◆ **What the task requires**
Set down exactly the stretch of lines below that opens at the line containing "if buf.get(len) != Some(&0)" and continues through the last line of the entries, and nothing else.

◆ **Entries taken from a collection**
______________________________

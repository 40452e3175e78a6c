#![feature(c_variadic)]
// C exports accept raw pointers; the contract is documented per symbol.
#![allow(clippy::missing_safety_doc)]
//! # cbase-abi
//!
//! Host-facing layer for the cbase helpers.
//!
//! `cbase-core` is pure computation. This crate adds what needs the host
//! libc: the thread-safe `strerror_r`, the realtime clock, the local
//! timezone, and `errno`. It also exports the helpers as `extern "C"`
//! symbols when built as a `cdylib`.
//!
//! ```text
//! C caller -> cbase_* export (this crate) -> safe wrapper -> cbase-core
//! ```
//!
//! Null pointers with a non-zero length are contract violations; see
//! [`config::SafetyLevel`] for how they are reported.

pub mod config;
pub mod errno_abi;
pub mod stdio_abi;
pub mod time_abi;

pub use cbase_core::{
    Arg, BrokenDownTime, ClockError, DescribeErrno, DescribeFailure, ErrnoTable, FormatError,
    TIMESTAMP_LEN, UNKNOWN_ERROR, array_end, array_size, c_text, format_template,
    format_to_buffer, max_of, min_of, try_format_template, try_format_to_buffer,
};
pub use config::{MODE_ENV, SafetyLevel};
pub use errno_abi::{HostStrerror, default_describer, describe_error};
pub use time_abi::{
    TIMESTAMP_ERROR, current_epoch, format_timestamp, format_timestamp_at,
    try_format_timestamp_at,
};
//! Command-line harness support for cbase.
//!
//! - [`structured_log`]: JSONL records emitted by the `cbase` binary.
//! - [`cli_args`]: turning command-line words into printf arguments.

#![forbid(unsafe_code)]

pub mod cli_args;
pub mod structured_log;

pub use cli_args::CliArg;
pub use structured_log::{LogEntry, LogLevel, Outcome};
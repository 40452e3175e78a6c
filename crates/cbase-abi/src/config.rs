//! Runtime mode configuration.
//!
//! The mode is set via the `CBASE_MODE` environment variable and only
//! matters when a C caller breaks a pointer contract (null buffer with a
//! non-zero length, null template):
//! - `strict` (default): the call fails with its sentinel and sets
//!   `errno = EFAULT`, like a conformant libc reporting a bad address.
//! - `hardened`: the call fails with the same sentinel and leaves `errno`
//!   untouched.
//!
//! The variable is read on each violation; nothing is cached.

use std::ffi::c_int;

use cbase_core::errno::EFAULT;

/// Environment variable selecting the [`SafetyLevel`].
pub const MODE_ENV: &str = "CBASE_MODE";

/// How pointer-contract violations at the C boundary are reported.
#[derive(Debug, Default, Clone, Copy, PartialEq, Eq, Hash)]
pub enum SafetyLevel {
    /// Sentinel return plus `errno = EFAULT`.
    #[default]
    Strict,
    /// Sentinel return only.
    Hardened,
}

impl SafetyLevel {
    /// Parse from string (case-insensitive); unknown values mean `Strict`.
    #[must_use]
    pub fn from_str_loose(s: &str) -> Self {
        match s.trim().to_ascii_lowercase().as_str() {
            "hardened" | "repair" | "tsm" | "full" => Self::Hardened,
            _ => Self::Strict,
        }
    }

    /// Current level from [`MODE_ENV`].
    #[must_use]
    pub fn from_env() -> Self {
        std::env::var(MODE_ENV)
            .map(|raw| Self::from_str_loose(&raw))
            .unwrap_or_default()
    }

    /// Returns true if violations are reported through `errno`.
    #[must_use]
    pub const fn sets_errno(self) -> bool {
        matches!(self, Self::Strict)
    }
}

/// Record a pointer-contract violation by `symbol` according to the mode.
pub(crate) fn contract_violation(symbol: &str) {
    report_violation(symbol, SafetyLevel::from_env());
}

fn report_violation(symbol: &str, level: SafetyLevel) {
    log::warn!("{symbol}: null pointer argument ({level:?} mode)");
    if level.sets_errno() {
        // SAFETY: errno storage is thread-local and always writable.
        unsafe { set_abi_errno(EFAULT) };
    }
}

#[cfg(any(target_os = "linux", target_os = "android"))]
unsafe fn set_abi_errno(val: c_int) {
    let p = unsafe { libc::__errno_location() };
    unsafe { *p = val };
}

#[cfg(any(target_os = "macos", target_os = "ios", target_os = "freebsd"))]
unsafe fn set_abi_errno(val: c_int) {
    let p = unsafe { libc::__error() };
    unsafe { *p = val };
}

#[cfg(not(any(
    target_os = "linux",
    target_os = "android",
    target_os = "macos",
    target_os = "ios",
    target_os = "freebsd"
)))]
unsafe fn set_abi_errno(_val: c_int) {}
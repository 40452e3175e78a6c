//! Error number descriptions.
//!
//! [`describe_error_with`] runs one [`DescribeErrno`] strategy and, when it
//! cannot produce text, synthesizes `"unknown error <code>"` into the same
//! buffer. Only when that does not fit either is the static
//! [`UNKNOWN_ERROR`] returned. The result is never empty.

use crate::error::{DescribeFailure, FormatError};
use crate::stdio::buffer::try_format_to_buffer;

/// Well-known errno constants (Linux numbering).
pub const EPERM: i32 = 1;
pub const ENOENT: i32 = 2;
pub const ESRCH: i32 = 3;
pub const EINTR: i32 = 4;
pub const EIO: i32 = 5;
pub const ENXIO: i32 = 6;
pub const E2BIG: i32 = 7;
pub const ENOEXEC: i32 = 8;
pub const EBADF: i32 = 9;
pub const ECHILD: i32 = 10;
pub const EAGAIN: i32 = 11;
pub const ENOMEM: i32 = 12;
pub const EACCES: i32 = 13;
pub const EFAULT: i32 = 14;
pub const ENOTBLK: i32 = 15;
pub const EBUSY: i32 = 16;
pub const EEXIST: i32 = 17;
pub const EXDEV: i32 = 18;
pub const ENODEV: i32 = 19;
pub const ENOTDIR: i32 = 20;
pub const EISDIR: i32 = 21;
pub const EINVAL: i32 = 22;
pub const ENFILE: i32 = 23;
pub const EMFILE: i32 = 24;
pub const ENOTTY: i32 = 25;
pub const ETXTBSY: i32 = 26;
pub const EFBIG: i32 = 27;
pub const ENOSPC: i32 = 28;
pub const ESPIPE: i32 = 29;
pub const EROFS: i32 = 30;
pub const EMLINK: i32 = 31;
pub const EPIPE: i32 = 32;
pub const EDOM: i32 = 33;
pub const ERANGE: i32 = 34;
pub const EDEADLK: i32 = 35;
pub const ENAMETOOLONG: i32 = 36;
pub const ENOLCK: i32 = 37;
pub const ENOSYS: i32 = 38;
pub const ENOTEMPTY: i32 = 39;
pub const ELOOP: i32 = 40;
pub const EOVERFLOW: i32 = 75;
pub const ENOTSUP: i32 = 95;
pub const EAFNOSUPPORT: i32 = 97;
pub const EADDRINUSE: i32 = 98;
pub const EADDRNOTAVAIL: i32 = 99;
pub const ENETUNREACH: i32 = 101;
pub const ECONNABORTED: i32 = 103;
pub const ECONNRESET: i32 = 104;
pub const ENOBUFS: i32 = 105;
pub const EISCONN: i32 = 106;
pub const ENOTCONN: i32 = 107;
pub const ETIMEDOUT: i32 = 110;
pub const ECONNREFUSED: i32 = 111;
pub const EALREADY: i32 = 114;
pub const EINPROGRESS: i32 = 115;

/// Returned when neither the strategy nor the synthesized message fits.
pub const UNKNOWN_ERROR: &str = "unknown error";

/// A source of human-readable errno text.
///
/// Implementations write the description plus a NUL terminator into `buf`
/// and return its length, or report why they could not.
pub trait DescribeErrno {
    fn describe_into(&self, code: i32, buf: &mut [u8]) -> Result<usize, DescribeFailure>;
}

/// Built-in table of glibc's messages for the common errno values.
#[derive(Debug, Clone, Copy, Default)]
pub struct ErrnoTable;

impl ErrnoTable {
    /// Static message for `code`, if the table knows it.
    pub fn lookup(code: i32) -> Option<&'static str> {
        let text = match code {
            0 => "Success",
            EPERM => "Operation not permitted",
            ENOENT => "No such file or directory",
            ESRCH => "No such process",
            EINTR => "Interrupted system call",
            EIO => "Input/output error",
            ENXIO => "No such device or address",
            E2BIG => "Argument list too long",
            ENOEXEC => "Exec format error",
            EBADF => "Bad file descriptor",
            ECHILD => "No child processes",
            EAGAIN => "Resource temporarily unavailable",
            ENOMEM => "Cannot allocate memory",
            EACCES => "Permission denied",
            EFAULT => "Bad address",
            ENOTBLK => "Block device required",
            EBUSY => "Device or resource busy",
            EEXIST => "File exists",
            EXDEV => "Invalid cross-device link",
            ENODEV => "No such device",
            ENOTDIR => "Not a directory",
            EISDIR => "Is a directory",
            EINVAL => "Invalid argument",
            ENFILE => "Too many open files in system",
            EMFILE => "Too many open files",
            ENOTTY => "Inappropriate ioctl for device",
            ETXTBSY => "Text file busy",
            EFBIG => "File too large",
            ENOSPC => "No space left on device",
            ESPIPE => "Illegal seek",
            EROFS => "Read-only file system",
            EMLINK => "Too many links",
            EPIPE => "Broken pipe",
            EDOM => "Numerical argument out of domain",
            ERANGE => "Numerical result out of range",
            EDEADLK => "Resource deadlock avoided",
            ENAMETOOLONG => "File name too long",
            ENOLCK => "No locks available",
            ENOSYS => "Function not implemented",
            ENOTEMPTY => "Directory not empty",
            ELOOP => "Too many levels of symbolic links",
            EOVERFLOW => "Value too large for defined data type",
            ENOTSUP => "Operation not supported",
            EAFNOSUPPORT => "Address family not supported by protocol",
            EADDRINUSE => "Address already in use",
            EADDRNOTAVAIL => "Cannot assign requested address",
            ENETUNREACH => "Network is unreachable",
            ECONNABORTED => "Software caused connection abort",
            ECONNRESET => "Connection reset by peer",
            ENOBUFS => "No buffer space available",
            EISCONN => "Transport endpoint is already connected",
            ENOTCONN => "Transport endpoint is not connected",
            ETIMEDOUT => "Connection timed out",
            ECONNREFUSED => "Connection refused",
            EALREADY => "Operation already in progress",
            EINPROGRESS => "Operation now in progress",
            _ => return None,
        };
        Some(text)
    }
}

impl DescribeErrno for ErrnoTable {
    fn describe_into(&self, code: i32, buf: &mut [u8]) -> Result<usize, DescribeFailure> {
        let text = Self::lookup(code).ok_or(DescribeFailure::UnknownCode(code))?;
        try_format_to_buffer(buf, format_args!("{text}")).map_err(|err| match err {
            FormatError::Truncated { needed, capacity } => {
                DescribeFailure::BufferTooSmall { needed, capacity }
            }
            _ => DescribeFailure::UnknownCode(code),
        })
    }
}

/// Describe `code` into `buf` using `describer`, falling back to a
/// synthesized `"unknown error <code>"` and finally to [`UNKNOWN_ERROR`].
///
/// The returned text lives in `buf` unless both paths failed.
pub fn describe_error_with<'a>(
    code: i32,
    buf: &'a mut [u8],
    describer: &dyn DescribeErrno,
) -> &'a str {
    let described = match describer.describe_into(code, buf) {
        Ok(len) if len > 0 && stored_text(buf, len).is_some() => Some(len),
        Ok(_) => {
            log::debug!("describer produced no usable text for error {code}");
            None
        }
        Err(err) => {
            log::debug!("unable to describe error {code}: {err}");
            None
        }
    };

    let len = match described {
        Some(len) => len,
        None => match try_format_to_buffer(buf, format_args!("{UNKNOWN_ERROR} {code}")) {
            Ok(len) => len,
            Err(err) => {
                log::warn!("unable to synthesize a description for error {code}: {err}");
                return UNKNOWN_ERROR;
            }
        },
    };
    stored_text(buf, len).unwrap_or(UNKNOWN_ERROR)
}

/// The first `len` bytes of `buf` as text, if terminated and valid UTF-8.
fn stored_text(buf: &[u8], len: usize) -> Option<&str> {
    if buf.get(len) != Some(&0) {
        return None;
    }
    core::str::from_utf8(&buf[..len]).ok()
}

______________________________

◆ **Expected output**
    if buf.get(len) != Some(&0) {
        return None;
    }
    core::str::from_utf8(&buf[..len]).ok()
}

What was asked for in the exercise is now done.